Entries supplied »
----------------

#[cfg(test)]
mod tests {
    use super::*;

    const EPS: f32 = 1e-4;

    #[test]
    fn test_spawn_always_has_transform() {
        let host = SceneHost::new();
        let id = host.spawn(&[ComponentKind::Camera]);
        assert!(id.is_valid());
        assert!(host.entity_has_component(id, ComponentKind::Transform));
        assert!(host.entity_has_component(id, ComponentKind::Camera));
        assert!(!host.entity_has_component(id, ComponentKind::Sounds));
    }

    #[test]
    fn test_spawned_ids_are_unique() {
        let host = SceneHost::new();
        let a = host.spawn(&[]);
        let b = host.spawn(&[]);
        assert_ne!(a, b);
        assert_eq!(host.entity_count(), 2);
    }

    #[test]
    fn test_default_scale_is_one() {
        let host = SceneHost::new();
        let id = host.spawn(&[]);
        let mut scale = Vec3::ZERO;
        host.transform_get_scale(id, &mut scale);
        assert_eq!(scale, Vec3::ONE);
    }

    #[test]
    fn test_unknown_entity_leaves_output_untouched() {
        let host = SceneHost::new();
        let mut out = Vec3::splat(7.0);
        host.transform_get_translation(EntityId::from_raw(1), &mut out);
        assert_eq!(out, Vec3::splat(7.0));
        assert!(!host.entity_has_component(EntityId::from_raw(1), ComponentKind::Transform));
    }

    #[test]
    fn test_missing_component_call_is_ignored() {
        let host = SceneHost::new();
        let id = host.spawn(&[]);
        host.box_collider_set_linear_velocity(id, &Vec3::X);
        host.add_component(id, ComponentKind::BoxCollider);
        let mut velocity = Vec3::splat(9.0);
        host.box_collider_get_linear_velocity(id, &mut velocity);
        assert_eq!(velocity, Vec3::ZERO);
    }

    #[test]
    fn test_destroy_removes_entity() {
        let host = SceneHost::new();
        let id = host.spawn(&[]);
        host.entity_destroy(id);
        assert!(!host.contains(id));
        // Destroying twice is harmless.
        host.entity_destroy(id);
    }

    #[test]
    fn test_impulse_divides_by_mass() {
        let host = SceneHost::new();
        let id = host.spawn(&[ComponentKind::SphereCollider]);
        host.set_mass(id, 2.0);
        host.sphere_collider_add_impulse(id, &Vec3::new(4.0, 0.0, 0.0));
        let mut velocity = Vec3::ZERO;
        host.sphere_collider_get_linear_velocity(id, &mut velocity);
        assert_eq!(velocity, Vec3::new(2.0, 0.0, 0.0));
    }

    #[test]
    fn test_non_positive_mass_is_ignored() {
        let host = SceneHost::new();
        let id = host.spawn(&[ComponentKind::BoxCollider, ComponentKind::CharacterController]);
        host.set_mass(id, 2.0);
        for bad in [0.0, -1.0, f32::NAN, f32::INFINITY] {
            host.set_mass(id, bad);
        }

        host.box_collider_add_impulse(id, &Vec3::new(4.0, 0.0, 0.0));
        host.character_controller_add_impulse(id, &Vec3::new(0.0, 0.0, 4.0));
        let (mut body, mut character) = (Vec3::ZERO, Vec3::ZERO);
        host.box_collider_get_linear_velocity(id, &mut body);
        host.character_controller_get_linear_velocity(id, &mut character);
        assert_eq!(body, Vec3::new(2.0, 0.0, 0.0));
        assert_eq!(character, Vec3::new(0.0, 0.0, 2.0));
    }

    #[test]
    fn test_advance_moves_bodies() {
        let host = SceneHost::new();
        let id = host.spawn(&[ComponentKind::BoxCollider]);
        host.box_collider_set_linear_velocity(id, &Vec3::new(1.0, 0.0, -2.0));
        host.advance(0.5);
        let mut translation = Vec3::ZERO;
        host.transform_get_translation(id, &mut translation);
        assert_eq!(translation, Vec3::new(0.5, 0.0, -1.0));
    }

    #[test]
    fn test_character_jump_and_land() {
        let host = SceneHost::new();
        let id = host.spawn(&[ComponentKind::CharacterController]);
        assert!(host.character_controller_is_grounded(id));

        host.character_controller_add_impulse(id, &Vec3::new(0.0, 5.0, 0.0));
        assert!(!host.character_controller_is_grounded(id));

        host.advance(0.1);
        assert!(!host.character_controller_is_grounded(id));

        for _ in 0..50 {
            host.advance(0.1);
        }
        assert!(host.character_controller_is_grounded(id));
        let mut translation = Vec3::ONE;
        host.transform_get_translation(id, &mut translation);
        assert_eq!(translation.y, 0.0);
    }

    #[test]
    fn test_camera_default_directions() {
        let host = SceneHost::new();
        let id = host.spawn(&[ComponentKind::Camera]);
        let mut forward = Vec3::ZERO;
        let mut right = Vec3::ZERO;
        host.camera_get_forward_direction(id, &mut forward);
        host.camera_get_right_direction(id, &mut right);
        assert!(forward.abs_diff_eq(Vec3::NEG_Z, EPS));
        assert!(right.abs_diff_eq(Vec3::X, EPS));
    }

    #[test]
    fn test_camera_rotate_turns_right_and_clamps_pitch() {
        let host = SceneHost::new();
        let id = host.spawn(&[ComponentKind::Camera]);
        host.camera_rotate(id, &Vec2::new(90.0, 0.0), 1.0, false);
        let mut forward = Vec3::ZERO;
        host.camera_get_forward_direction(id, &mut forward);
        assert!(forward.abs_diff_eq(Vec3::X, EPS), "{forward:?}");

        host.camera_rotate(id, &Vec2::new(0.0, -1000.0), 1.0, false);
        host.camera_get_forward_direction(id, &mut forward);
        assert!(forward.y > 0.99);
    }

    #[test]
    fn test_camera_inverse_controls_flip_vertical() {
        let host = SceneHost::new();
        let normal = host.spawn(&[ComponentKind::Camera]);
        let inverted = host.spawn(&[ComponentKind::Camera]);
        host.camera_rotate(normal, &Vec2::new(0.0, 10.0), 1.0, false);
        host.camera_rotate(inverted, &Vec2::new(0.0, 10.0), 1.0, true);
        let (mut a, mut b) = (Vec3::ZERO, Vec3::ZERO);
        host.camera_get_forward_direction(normal, &mut a);
        host.camera_get_forward_direction(inverted, &mut b);
        assert!((a.y + b.y).abs() < EPS);
        assert!(a.y < 0.0);
    }

    #[test]
    fn test_camera_orbit_places_eye_behind_entity() {
        let host = SceneHost::new();
        let id = host.spawn(&[ComponentKind::Camera]);
        host.transform_set_translation(id, &Vec3::new(0.0, 1.0, 0.0));
        host.camera_rotate_around_entity(id, &Vec2::ZERO, 1.0, false);
        let eye = host.camera_eye(id).unwrap();
        assert!(eye.abs_diff_eq(Vec3::new(0.0, 1.0, DEFAULT_ORBIT_DISTANCE), EPS));
    }

    #[test]
    fn test_sounds_are_recorded_in_order() {
        let host = SceneHost::new();
        let id = host.spawn(&[ComponentKind::Sounds]);
        let silent = host.spawn(&[]);
        host.sounds_play_sound_at_index_global(id, 2);
        host.sounds_play_sound_at_index_local(id, 0);
        host.sounds_play_sound_at_index_local(silent, 1);
        assert_eq!(
            host.take_played_sounds(),
            vec![
                SoundEvent {
                    entity: id,
                    index: 2,
                    mode: SoundMode::Global
                },
                SoundEvent {
                    entity: id,
                    index: 0,
                    mode: SoundMode::Local
                },
            ]
        );
        assert!(host.played_sounds().is_empty());
    }

    #[test]
    fn test_input_state() {
        let host = SceneHost::new();
        host.set_key_pressed(KeyCode::SPACE, true);
        host.set_mouse_button_pressed(MouseButton::LEFT, true);
        host.set_mouse_position(Vec2::new(100.0, 200.0));
        assert!(host.is_key_pressed(KeyCode::SPACE));
        assert!(host.is_mouse_button_pressed(MouseButton::LEFT));
        let mut position = Vec2::ZERO;
        host.get_mouse_position(&mut position);
        assert_eq!(position, Vec2::new(100.0, 200.0));

        host.set_key_pressed(KeyCode::SPACE, false);
        assert!(!host.is_key_pressed(KeyCode::SPACE));
    }
}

----------------

The answer must be the full listing, copied exactly.

Exercise result »
#[cfg(test)]
mod tests {
    use super::*;

    const EPS: f32 = 1e-4;

    #[test]
    fn test_spawn_always_has_transform() {
        let host = SceneHost::new();
        let id = host.spawn(&[ComponentKind::Camera]);
        assert!(id.is_valid());
        assert!(host.entity_has_component(id, ComponentKind::Transform));
        assert!(host.entity_has_component(id, ComponentKind::Camera));
        assert!(!host.entity_has_component(id, ComponentKind::Sounds));
    }

    #[test]
    fn test_spawned_ids_are_unique() {
        let host = SceneHost::new();
        let a = host.spawn(&[]);
        let b = host.spawn(&[]);
        assert_ne!(a, b);
        assert_eq!(host.entity_count(), 2);
    }

    #[test]
    fn test_default_scale_is_one() {
        let host = SceneHost::new();
        let id = host.spawn(&[]);
        let mut scale = Vec3::ZERO;
        host.transform_get_scale(id, &mut scale);
        assert_eq!(scale, Vec3::ONE);
    }

    #[test]
    fn test_unknown_entity_leaves_output_untouched() {
        let host = SceneHost::new();
        let mut out = Vec3::splat(7.0);
        host.transform_get_translation(EntityId::from_raw(1), &mut out);
        assert_eq!(out, Vec3::splat(7.0));
        assert!(!host.entity_has_component(EntityId::from_raw(1), ComponentKind::Transform));
    }

    #[test]
    fn test_missing_component_call_is_ignored() {
        let host = SceneHost::new();
        let id = host.spawn(&[]);
        host.box_collider_set_linear_velocity(id, &Vec3::X);
        host.add_component(id, ComponentKind::BoxCollider);
        let mut velocity = Vec3::splat(9.0);
        host.box_collider_get_linear_velocity(id, &mut velocity);
        assert_eq!(velocity, Vec3::ZERO);
    }

    #[test]
    fn test_destroy_removes_entity() {
        let host = SceneHost::new();
        let id = host.spawn(&[]);
        host.entity_destroy(id);
        assert!(!host.contains(id));
        // Destroying twice is harmless.
        host.entity_destroy(id);
    }

    #[test]
    fn test_impulse_divides_by_mass() {
        let host = SceneHost::new();
        let id = host.spawn(&[ComponentKind::SphereCollider]);
        host.set_mass(id, 2.0);
        host.sphere_collider_add_impulse(id, &Vec3::new(4.0, 0.0, 0.0));
        let mut velocity = Vec3::ZERO;
        host.sphere_collider_get_linear_velocity(id, &mut velocity);
        assert_eq!(velocity, Vec3::new(2.0, 0.0, 0.0));
    }

    #[test]
    fn test_non_positive_mass_is_ignored() {
        let host = SceneHost::new();
        let id = host.spawn(&[ComponentKind::BoxCollider, ComponentKind::CharacterController]);
        host.set_mass(id, 2.0);
        for bad in [0.0, -1.0, f32::NAN, f32::INFINITY] {
            host.set_mass(id, bad);
        }

        host.box_collider_add_impulse(id, &Vec3::new(4.0, 0.0, 0.0));
        host.character_controller_add_impulse(id, &Vec3::new(0.0, 0.0, 4.0));
        let (mut body, mut character) = (Vec3::ZERO, Vec3::ZERO);
        host.box_collider_get_linear_velocity(id, &mut body);
        host.character_controller_get_linear_velocity(id, &mut character);
        assert_eq!(body, Vec3::new(2.0, 0.0, 0.0));
        assert_eq!(character, Vec3::new(0.0, 0.0, 2.0));
    }

    #[test]
    fn test_advance_moves_bodies() {
        let host = SceneHost::new();
        let id = host.spawn(&[ComponentKind::BoxCollider]);
        host.box_collider_set_linear_velocity(id, &Vec3::new(1.0, 0.0, -2.0));
        host.advance(0.5);
        let mut translation = Vec3::ZERO;
        host.transform_get_translation(id, &mut translation);
        assert_eq!(translation, Vec3::new(0.5, 0.0, -1.0));
    }

    #[test]
    fn test_character_jump_and_land() {
        let host = SceneHost::new();
        let id = host.spawn(&[ComponentKind::CharacterController]);
        assert!(host.character_controller_is_grounded(id));

        host.character_controller_add_impulse(id, &Vec3::new(0.0, 5.0, 0.0));
        assert!(!host.character_controller_is_grounded(id));

        host.advance(0.1);
        assert!(!host.character_controller_is_grounded(id));

        for _ in 0..50 {
            host.advance(0.1);
        }
        assert!(host.character_controller_is_grounded(id));
        let mut translation = Vec3::ONE;
        host.transform_get_translation(id, &mut translation);
        assert_eq!(translation.y, 0.0);
    }

    #[test]
    fn test_camera_default_directions() {
        let host = SceneHost::new();
        let id = host.spawn(&[ComponentKind::Camera]);
        let mut forward = Vec3::ZERO;
        let mut right = Vec3::ZERO;
        host.camera_get_forward_direction(id, &mut forward);
        host.camera_get_right_direction(id, &mut right);
        assert!(forward.abs_diff_eq(Vec3::NEG_Z, EPS));
        assert!(right.abs_diff_eq(Vec3::X, EPS));
    }

    #[test]
    fn test_camera_rotate_turns_right_and_clamps_pitch() {
        let host = SceneHost::new();
        let id = host.spawn(&[ComponentKind::Camera]);
        host.camera_rotate(id, &Vec2::new(90.0, 0.0), 1.0, false);
        let mut forward = Vec3::ZERO;
        host.camera_get_forward_direction(id, &mut forward);
        assert!(forward.abs_diff_eq(Vec3::X, EPS), "{forward:?}");

        host.camera_rotate(id, &Vec2::new(0.0, -1000.0), 1.0, false);
        host.camera_get_forward_direction(id, &mut forward);
        assert!(forward.y > 0.99);
    }

    #[test]
    fn test_camera_inverse_controls_flip_vertical() {
        let host = SceneHost::new();
        let normal = host.spawn(&[ComponentKind::Camera]);
        let inverted = host.spawn(&[ComponentKind::Camera]);
        host.camera_rotate(normal, &Vec2::new(0.0, 10.0), 1.0, false);
        host.camera_rotate(inverted, &Vec2::new(0.0, 10.0), 1.0, true);
        let (mut a, mut b) = (Vec3::ZERO, Vec3::ZERO);
        host.camera_get_forward_direction(normal, &mut a);
        host.camera_get_forward_direction(inverted, &mut b);
        assert!((a.y + b.y).abs() < EPS);
        assert!(a.y < 0.0);
    }

    #[test]
    fn test_camera_orbit_places_eye_behind_entity() {
        let host = SceneHost::new();
        let id = host.spawn(&[ComponentKind::Camera]);
        host.transform_set_translation(id, &Vec3::new(0.0, 1.0, 0.0));
        host.camera_rotate_around_entity(id, &Vec2::ZERO, 1.0, false);
        let eye = host.camera_eye(id).unwrap();
        assert!(eye.abs_diff_eq(Vec3::new(0.0, 1.0, DEFAULT_ORBIT_DISTANCE), EPS));
    }

    #[test]
    fn test_sounds_are_recorded_in_order() {
        let host = SceneHost::new();
        let id = host.spawn(&[ComponentKind::Sounds]);
        let silent = host.spawn(&[]);
        host.sounds_play_sound_at_index_global(id, 2);
        host.sounds_play_sound_at_index_local(id, 0);
        host.sounds_play_sound_at_index_local(silent, 1);
        assert_eq!(
            host.take_played_sounds(),
            vec![
                SoundEvent {
                    entity: id,
                    index: 2,
                    mode: SoundMode::Global
                },
                SoundEvent {
                    entity: id,
                    index: 0,
                    mode: SoundMode::Local
                },
            ]
        );
        assert!(host.played_sounds().is_empty());
    }

    #[test]
    fn test_input_state() {
        let host = SceneHost::new();
        host.set_key_pressed(KeyCode::SPACE, true);
        host.set_mouse_button_pressed(MouseButton::LEFT, true);
        host.set_mouse_position(Vec2::new(100.0, 200.0));
        assert!(host.is_key_pressed(KeyCode::SPACE));
        assert!(host.is_mouse_button_pressed(MouseButton::LEFT));
        let mut position = Vec2::ZERO;
        host.get_mouse_position(&mut position);
        assert_eq!(position, Vec2::new(100.0, 200.0));

        host.set_key_pressed(KeyCode::SPACE, false);
        assert!(!host.is_key_pressed(KeyCode::SPACE));
    }
}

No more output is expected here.